++++ SUPPLIED RECORDS ++++

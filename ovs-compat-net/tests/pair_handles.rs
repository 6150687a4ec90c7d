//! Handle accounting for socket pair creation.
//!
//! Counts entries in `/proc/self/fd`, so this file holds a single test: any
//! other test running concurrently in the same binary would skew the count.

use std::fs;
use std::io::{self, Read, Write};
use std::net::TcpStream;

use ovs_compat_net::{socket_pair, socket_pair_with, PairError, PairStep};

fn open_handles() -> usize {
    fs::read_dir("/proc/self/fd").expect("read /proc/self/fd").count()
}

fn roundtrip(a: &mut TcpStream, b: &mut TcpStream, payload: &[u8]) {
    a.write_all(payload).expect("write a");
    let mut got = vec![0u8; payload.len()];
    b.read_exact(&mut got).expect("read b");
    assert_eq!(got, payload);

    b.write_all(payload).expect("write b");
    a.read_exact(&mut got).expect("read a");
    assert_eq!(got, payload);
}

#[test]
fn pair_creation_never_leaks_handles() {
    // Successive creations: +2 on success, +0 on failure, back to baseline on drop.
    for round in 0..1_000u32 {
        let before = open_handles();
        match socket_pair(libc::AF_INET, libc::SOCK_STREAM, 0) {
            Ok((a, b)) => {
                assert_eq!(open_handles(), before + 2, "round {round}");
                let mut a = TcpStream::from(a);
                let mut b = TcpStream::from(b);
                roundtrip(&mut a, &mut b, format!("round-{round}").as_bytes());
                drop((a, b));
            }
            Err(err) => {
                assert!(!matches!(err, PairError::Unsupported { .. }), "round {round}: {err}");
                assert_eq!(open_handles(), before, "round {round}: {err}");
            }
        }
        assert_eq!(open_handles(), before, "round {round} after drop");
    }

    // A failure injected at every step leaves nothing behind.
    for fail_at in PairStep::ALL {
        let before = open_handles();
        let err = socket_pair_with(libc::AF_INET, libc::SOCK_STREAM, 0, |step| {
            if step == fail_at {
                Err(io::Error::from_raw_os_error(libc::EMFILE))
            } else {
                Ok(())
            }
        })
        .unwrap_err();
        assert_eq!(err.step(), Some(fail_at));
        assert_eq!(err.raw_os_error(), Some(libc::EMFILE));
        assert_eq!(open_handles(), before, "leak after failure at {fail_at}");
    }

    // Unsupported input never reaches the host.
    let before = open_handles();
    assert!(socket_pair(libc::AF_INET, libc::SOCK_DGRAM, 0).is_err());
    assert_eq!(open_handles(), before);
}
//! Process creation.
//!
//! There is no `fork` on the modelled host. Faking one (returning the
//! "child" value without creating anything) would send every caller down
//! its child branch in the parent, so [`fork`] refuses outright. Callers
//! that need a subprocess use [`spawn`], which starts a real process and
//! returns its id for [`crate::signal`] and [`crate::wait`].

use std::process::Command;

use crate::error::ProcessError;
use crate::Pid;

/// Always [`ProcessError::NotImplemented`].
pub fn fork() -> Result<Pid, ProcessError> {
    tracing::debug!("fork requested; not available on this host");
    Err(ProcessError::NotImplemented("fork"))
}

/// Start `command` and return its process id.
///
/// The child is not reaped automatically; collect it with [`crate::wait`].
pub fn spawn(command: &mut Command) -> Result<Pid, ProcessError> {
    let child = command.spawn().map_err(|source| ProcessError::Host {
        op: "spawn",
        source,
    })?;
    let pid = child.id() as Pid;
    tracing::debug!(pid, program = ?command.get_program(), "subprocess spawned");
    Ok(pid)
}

++++
++++ SUPPLIED RECORDS ++++

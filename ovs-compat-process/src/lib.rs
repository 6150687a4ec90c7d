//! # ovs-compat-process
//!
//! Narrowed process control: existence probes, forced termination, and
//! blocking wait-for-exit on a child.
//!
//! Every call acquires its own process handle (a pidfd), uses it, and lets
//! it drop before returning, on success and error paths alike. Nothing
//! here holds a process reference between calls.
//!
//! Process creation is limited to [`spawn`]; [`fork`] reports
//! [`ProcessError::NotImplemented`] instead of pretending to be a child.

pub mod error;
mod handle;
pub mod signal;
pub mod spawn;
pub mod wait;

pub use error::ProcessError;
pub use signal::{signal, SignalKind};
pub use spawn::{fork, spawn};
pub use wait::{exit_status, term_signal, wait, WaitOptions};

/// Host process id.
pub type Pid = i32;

++++
++++ SUPPLIED RECORDS ++++

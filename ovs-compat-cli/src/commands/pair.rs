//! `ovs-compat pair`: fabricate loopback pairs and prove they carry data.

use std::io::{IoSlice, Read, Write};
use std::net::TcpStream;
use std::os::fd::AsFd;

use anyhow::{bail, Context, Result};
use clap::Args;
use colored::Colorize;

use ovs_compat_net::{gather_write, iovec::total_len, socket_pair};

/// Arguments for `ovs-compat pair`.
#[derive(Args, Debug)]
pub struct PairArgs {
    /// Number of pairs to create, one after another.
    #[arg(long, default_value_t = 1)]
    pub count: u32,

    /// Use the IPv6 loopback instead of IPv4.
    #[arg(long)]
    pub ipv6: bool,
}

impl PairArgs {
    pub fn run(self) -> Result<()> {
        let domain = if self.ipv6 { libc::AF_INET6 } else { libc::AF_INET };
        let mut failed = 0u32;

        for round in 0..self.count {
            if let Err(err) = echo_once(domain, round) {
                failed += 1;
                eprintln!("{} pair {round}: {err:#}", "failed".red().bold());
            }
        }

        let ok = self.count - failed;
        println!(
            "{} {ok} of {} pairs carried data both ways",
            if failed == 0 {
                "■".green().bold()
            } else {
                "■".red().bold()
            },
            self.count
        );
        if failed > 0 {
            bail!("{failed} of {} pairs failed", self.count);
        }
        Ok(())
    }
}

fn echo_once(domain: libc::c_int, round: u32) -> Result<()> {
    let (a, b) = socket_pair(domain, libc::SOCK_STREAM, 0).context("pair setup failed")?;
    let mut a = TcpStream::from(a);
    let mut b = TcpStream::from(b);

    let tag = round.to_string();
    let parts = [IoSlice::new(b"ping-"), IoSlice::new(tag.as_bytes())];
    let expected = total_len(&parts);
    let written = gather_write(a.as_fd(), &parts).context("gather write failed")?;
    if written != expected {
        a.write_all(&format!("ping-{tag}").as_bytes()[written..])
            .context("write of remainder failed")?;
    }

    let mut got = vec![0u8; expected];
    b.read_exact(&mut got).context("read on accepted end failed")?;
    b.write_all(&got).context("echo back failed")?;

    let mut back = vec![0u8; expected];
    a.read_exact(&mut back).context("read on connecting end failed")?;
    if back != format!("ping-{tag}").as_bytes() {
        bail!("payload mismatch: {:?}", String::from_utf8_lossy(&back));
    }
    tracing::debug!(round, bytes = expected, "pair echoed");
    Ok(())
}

++++

**ACTIVITY**
Starting at the line with "filename ovs-compat-cli/src/commands/pair.rs" and ending at the line with "if let Err(err)", print each line of the listing above exactly, with no other lines.

**YOUR RESPONSE**
filename ovs-compat-cli/src/commands/pair.rs
//! `ovs-compat pair`: fabricate loopback pairs and prove they carry data.

use std::io::{IoSlice, Read, Write};
use std::net::TcpStream;
use std::os::fd::AsFd;

use anyhow::{bail, Context, Result};
use clap::Args;
use colored::Colorize;

use ovs_compat_net::{gather_write, iovec::total_len, socket_pair};

/// Arguments for `ovs-compat pair`.
#[derive(Args, Debug)]
pub struct PairArgs {
    /// Number of pairs to create, one after another.
    #[arg(long, default_value_t = 1)]
    pub count: u32,

    /// Use the IPv6 loopback instead of IPv4.
    #[arg(long)]
    pub ipv6: bool,
}

impl PairArgs {
    pub fn run(self) -> Result<()> {
        let domain = if self.ipv6 { libc::AF_INET6 } else { libc::AF_INET };
        let mut failed = 0u32;

        for round in 0..self.count {
            if let Err(err) = echo_once(domain, round) {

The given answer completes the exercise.